● DATA PROVIDED:

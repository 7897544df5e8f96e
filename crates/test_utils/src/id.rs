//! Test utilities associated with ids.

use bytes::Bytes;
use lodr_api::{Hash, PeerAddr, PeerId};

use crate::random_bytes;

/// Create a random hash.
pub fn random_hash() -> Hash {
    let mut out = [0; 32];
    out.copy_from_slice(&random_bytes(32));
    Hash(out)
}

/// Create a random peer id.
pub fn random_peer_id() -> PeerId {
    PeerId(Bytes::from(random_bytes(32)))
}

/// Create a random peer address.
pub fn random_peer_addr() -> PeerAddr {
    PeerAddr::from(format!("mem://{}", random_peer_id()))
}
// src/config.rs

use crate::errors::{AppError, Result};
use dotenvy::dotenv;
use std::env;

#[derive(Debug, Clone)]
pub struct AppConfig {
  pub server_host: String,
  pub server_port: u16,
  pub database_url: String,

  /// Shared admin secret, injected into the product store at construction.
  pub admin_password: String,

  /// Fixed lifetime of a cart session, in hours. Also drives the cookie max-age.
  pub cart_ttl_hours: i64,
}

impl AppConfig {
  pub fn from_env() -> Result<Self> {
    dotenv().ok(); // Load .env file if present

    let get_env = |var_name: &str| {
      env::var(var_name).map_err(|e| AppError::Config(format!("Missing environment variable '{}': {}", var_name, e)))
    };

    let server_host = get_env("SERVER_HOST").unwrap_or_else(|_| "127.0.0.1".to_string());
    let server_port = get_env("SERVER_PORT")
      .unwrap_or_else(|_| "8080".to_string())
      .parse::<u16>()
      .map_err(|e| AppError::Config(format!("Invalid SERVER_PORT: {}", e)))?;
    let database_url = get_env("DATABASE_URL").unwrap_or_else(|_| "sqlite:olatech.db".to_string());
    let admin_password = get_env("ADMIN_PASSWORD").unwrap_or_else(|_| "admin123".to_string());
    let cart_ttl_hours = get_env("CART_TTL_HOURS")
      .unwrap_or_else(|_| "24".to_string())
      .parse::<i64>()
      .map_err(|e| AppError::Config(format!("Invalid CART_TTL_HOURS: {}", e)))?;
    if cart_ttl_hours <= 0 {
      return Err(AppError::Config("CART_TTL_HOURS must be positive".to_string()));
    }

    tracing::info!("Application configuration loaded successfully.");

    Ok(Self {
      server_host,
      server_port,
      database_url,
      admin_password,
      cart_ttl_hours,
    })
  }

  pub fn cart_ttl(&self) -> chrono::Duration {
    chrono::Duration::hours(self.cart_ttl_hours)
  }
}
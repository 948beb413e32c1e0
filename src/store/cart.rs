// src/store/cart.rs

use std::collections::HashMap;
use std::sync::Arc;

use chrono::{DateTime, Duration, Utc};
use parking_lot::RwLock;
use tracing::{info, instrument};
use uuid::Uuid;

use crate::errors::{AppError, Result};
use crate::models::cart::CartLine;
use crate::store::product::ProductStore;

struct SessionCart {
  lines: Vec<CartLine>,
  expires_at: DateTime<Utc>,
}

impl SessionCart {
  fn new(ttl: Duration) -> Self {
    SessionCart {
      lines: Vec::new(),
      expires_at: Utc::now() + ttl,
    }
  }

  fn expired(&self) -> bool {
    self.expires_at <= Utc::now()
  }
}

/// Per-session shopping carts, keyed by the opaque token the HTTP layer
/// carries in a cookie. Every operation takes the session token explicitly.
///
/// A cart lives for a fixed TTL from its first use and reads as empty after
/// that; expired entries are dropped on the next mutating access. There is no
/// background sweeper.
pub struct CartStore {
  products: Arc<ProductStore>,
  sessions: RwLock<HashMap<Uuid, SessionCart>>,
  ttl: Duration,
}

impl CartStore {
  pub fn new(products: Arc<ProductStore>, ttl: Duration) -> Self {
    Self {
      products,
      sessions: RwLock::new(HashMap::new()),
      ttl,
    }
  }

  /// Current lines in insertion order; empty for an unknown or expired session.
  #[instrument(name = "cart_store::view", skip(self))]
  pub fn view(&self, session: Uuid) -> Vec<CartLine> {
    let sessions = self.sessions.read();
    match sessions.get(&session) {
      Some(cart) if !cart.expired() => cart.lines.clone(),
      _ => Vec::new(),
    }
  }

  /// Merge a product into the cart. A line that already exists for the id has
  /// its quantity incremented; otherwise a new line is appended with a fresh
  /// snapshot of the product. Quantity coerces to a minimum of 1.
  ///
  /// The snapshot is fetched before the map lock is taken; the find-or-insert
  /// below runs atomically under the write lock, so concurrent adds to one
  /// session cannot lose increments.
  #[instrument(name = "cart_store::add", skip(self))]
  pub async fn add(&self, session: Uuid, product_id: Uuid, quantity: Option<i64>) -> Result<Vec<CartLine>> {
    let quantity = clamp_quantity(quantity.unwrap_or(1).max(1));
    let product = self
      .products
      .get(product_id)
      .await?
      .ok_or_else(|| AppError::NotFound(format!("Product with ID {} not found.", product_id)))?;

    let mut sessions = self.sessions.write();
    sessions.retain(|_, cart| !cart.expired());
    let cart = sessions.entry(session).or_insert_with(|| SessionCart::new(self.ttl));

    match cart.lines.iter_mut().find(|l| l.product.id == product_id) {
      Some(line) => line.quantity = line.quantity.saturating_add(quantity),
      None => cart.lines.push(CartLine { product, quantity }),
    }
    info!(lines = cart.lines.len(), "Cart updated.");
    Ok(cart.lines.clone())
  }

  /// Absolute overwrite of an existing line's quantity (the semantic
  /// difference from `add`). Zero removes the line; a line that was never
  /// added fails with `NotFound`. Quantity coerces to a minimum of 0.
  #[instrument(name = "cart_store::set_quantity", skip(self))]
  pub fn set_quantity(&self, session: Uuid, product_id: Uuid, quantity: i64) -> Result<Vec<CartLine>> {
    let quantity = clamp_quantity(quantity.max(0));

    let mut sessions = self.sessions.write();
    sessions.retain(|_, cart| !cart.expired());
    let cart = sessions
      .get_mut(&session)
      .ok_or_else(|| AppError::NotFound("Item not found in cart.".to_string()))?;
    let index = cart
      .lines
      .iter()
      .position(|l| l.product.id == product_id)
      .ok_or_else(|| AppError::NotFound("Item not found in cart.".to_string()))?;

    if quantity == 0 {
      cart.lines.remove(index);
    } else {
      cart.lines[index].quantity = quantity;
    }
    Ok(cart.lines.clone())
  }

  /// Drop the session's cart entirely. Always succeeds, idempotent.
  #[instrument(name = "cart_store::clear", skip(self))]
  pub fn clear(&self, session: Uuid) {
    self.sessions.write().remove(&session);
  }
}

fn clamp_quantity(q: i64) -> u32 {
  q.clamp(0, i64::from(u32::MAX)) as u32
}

---

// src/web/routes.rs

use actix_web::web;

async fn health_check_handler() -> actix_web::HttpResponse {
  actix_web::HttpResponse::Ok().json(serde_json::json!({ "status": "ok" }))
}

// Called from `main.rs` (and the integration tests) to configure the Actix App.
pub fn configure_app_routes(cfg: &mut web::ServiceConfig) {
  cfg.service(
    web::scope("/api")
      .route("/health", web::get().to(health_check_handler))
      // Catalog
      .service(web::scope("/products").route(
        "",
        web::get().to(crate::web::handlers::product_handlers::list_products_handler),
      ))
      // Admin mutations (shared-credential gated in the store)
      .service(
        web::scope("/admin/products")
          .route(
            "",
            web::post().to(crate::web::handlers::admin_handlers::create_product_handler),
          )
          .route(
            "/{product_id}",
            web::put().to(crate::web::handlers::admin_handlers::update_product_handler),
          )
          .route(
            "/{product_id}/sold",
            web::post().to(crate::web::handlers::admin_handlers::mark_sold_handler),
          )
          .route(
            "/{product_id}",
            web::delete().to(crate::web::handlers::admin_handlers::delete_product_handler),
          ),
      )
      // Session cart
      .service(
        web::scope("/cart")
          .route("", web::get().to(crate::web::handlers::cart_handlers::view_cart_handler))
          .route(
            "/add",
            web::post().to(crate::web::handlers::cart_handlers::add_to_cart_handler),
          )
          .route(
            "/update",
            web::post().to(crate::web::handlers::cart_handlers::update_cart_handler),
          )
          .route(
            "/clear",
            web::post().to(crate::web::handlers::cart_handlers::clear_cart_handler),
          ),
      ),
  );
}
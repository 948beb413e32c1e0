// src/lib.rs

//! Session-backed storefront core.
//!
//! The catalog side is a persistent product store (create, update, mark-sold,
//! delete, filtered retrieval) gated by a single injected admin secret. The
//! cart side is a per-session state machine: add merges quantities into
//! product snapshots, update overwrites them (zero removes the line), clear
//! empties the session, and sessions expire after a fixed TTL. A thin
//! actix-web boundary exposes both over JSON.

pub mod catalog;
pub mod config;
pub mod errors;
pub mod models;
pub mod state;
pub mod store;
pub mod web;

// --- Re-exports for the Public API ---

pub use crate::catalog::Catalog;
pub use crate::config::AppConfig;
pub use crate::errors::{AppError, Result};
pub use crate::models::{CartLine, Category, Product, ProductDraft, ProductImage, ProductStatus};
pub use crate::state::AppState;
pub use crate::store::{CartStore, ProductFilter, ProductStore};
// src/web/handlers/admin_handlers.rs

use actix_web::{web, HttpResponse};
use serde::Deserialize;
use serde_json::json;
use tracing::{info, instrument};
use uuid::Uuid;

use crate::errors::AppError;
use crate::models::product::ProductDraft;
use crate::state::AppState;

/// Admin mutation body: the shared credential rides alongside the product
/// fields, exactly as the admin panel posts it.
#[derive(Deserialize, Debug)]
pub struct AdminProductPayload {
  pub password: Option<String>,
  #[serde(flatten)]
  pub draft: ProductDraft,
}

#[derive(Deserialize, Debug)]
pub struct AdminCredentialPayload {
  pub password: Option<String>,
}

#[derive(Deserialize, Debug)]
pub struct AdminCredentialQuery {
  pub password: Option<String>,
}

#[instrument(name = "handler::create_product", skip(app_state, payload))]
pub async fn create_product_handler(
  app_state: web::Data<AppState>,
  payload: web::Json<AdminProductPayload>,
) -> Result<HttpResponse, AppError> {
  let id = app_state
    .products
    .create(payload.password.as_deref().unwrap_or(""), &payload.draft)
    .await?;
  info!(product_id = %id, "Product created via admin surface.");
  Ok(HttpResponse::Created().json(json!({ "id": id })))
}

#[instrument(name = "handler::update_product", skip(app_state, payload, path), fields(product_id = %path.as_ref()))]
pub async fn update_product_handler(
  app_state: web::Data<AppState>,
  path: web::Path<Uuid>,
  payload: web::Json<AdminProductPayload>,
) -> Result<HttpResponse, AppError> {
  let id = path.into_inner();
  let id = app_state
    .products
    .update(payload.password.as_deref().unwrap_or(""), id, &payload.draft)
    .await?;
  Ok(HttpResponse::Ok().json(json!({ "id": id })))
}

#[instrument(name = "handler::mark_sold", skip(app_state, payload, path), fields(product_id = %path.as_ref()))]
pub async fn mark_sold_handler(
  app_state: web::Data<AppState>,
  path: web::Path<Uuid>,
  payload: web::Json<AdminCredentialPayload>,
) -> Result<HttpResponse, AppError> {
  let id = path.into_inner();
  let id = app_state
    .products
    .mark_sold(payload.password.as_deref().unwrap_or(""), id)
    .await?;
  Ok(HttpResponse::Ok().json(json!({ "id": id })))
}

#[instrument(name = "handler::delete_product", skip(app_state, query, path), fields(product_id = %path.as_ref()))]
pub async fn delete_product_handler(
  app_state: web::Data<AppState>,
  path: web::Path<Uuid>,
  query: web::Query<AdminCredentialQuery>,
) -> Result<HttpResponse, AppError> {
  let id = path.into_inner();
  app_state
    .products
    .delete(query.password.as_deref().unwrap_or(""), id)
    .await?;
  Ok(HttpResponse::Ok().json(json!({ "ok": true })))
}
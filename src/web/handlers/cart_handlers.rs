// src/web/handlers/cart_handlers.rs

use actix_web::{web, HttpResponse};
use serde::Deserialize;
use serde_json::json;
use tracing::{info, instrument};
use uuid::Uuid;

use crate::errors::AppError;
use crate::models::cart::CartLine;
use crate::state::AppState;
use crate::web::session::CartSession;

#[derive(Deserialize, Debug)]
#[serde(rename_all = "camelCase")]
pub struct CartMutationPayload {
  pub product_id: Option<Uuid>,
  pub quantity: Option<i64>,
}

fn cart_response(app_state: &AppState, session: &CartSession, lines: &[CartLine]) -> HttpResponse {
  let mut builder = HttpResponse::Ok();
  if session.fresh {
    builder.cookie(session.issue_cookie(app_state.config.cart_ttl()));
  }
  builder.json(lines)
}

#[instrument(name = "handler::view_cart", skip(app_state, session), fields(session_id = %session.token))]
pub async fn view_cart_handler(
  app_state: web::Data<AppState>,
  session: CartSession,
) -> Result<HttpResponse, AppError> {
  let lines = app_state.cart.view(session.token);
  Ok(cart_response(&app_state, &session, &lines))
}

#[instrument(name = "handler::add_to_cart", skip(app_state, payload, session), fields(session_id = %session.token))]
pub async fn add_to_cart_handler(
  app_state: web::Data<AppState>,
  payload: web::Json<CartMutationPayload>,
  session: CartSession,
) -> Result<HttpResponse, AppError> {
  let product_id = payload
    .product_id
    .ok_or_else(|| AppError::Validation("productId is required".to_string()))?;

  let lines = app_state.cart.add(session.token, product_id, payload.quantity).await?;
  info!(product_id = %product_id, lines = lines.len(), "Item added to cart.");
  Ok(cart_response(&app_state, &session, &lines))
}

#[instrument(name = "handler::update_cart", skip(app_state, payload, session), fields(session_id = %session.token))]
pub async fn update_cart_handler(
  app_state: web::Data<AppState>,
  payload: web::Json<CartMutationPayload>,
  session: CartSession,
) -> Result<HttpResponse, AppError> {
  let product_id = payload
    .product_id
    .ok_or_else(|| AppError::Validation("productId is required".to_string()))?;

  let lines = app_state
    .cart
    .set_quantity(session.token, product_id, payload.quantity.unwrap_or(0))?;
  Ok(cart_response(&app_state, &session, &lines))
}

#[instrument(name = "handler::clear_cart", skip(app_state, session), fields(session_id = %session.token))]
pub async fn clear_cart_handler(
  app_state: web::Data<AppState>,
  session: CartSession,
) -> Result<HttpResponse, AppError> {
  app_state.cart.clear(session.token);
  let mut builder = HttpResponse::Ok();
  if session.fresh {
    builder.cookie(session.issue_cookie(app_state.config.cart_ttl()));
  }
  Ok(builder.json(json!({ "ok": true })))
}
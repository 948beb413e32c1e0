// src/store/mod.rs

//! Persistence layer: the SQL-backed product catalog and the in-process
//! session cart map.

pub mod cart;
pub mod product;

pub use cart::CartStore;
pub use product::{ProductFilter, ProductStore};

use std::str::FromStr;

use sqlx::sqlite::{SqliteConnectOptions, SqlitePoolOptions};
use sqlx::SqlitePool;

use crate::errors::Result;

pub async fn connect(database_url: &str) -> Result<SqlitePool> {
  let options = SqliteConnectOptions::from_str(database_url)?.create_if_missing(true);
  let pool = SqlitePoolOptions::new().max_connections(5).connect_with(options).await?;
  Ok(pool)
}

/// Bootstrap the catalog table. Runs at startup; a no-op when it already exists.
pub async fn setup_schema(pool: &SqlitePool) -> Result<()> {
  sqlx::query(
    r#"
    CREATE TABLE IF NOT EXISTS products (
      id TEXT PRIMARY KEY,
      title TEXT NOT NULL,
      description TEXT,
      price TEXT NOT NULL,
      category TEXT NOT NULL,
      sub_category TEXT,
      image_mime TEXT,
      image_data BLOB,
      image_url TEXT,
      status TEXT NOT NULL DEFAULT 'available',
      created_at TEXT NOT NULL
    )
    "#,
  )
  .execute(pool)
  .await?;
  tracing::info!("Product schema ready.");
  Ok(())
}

● REQUIREMENT: Where a line of the listing holds "info", show that line.

● OUTPUT BELOW:
    tracing::info!("Application configuration loaded successfully.");
use tracing::{info, instrument};
    info!(lines = cart.lines.len(), "Cart updated.");
use tracing::{info, instrument};
  info!(product_id = %id, "Product created via admin surface.");
use tracing::{info, instrument};
  info!(product_id = %product_id, lines = lines.len(), "Item added to cart.");
  tracing::info!("Product schema ready.");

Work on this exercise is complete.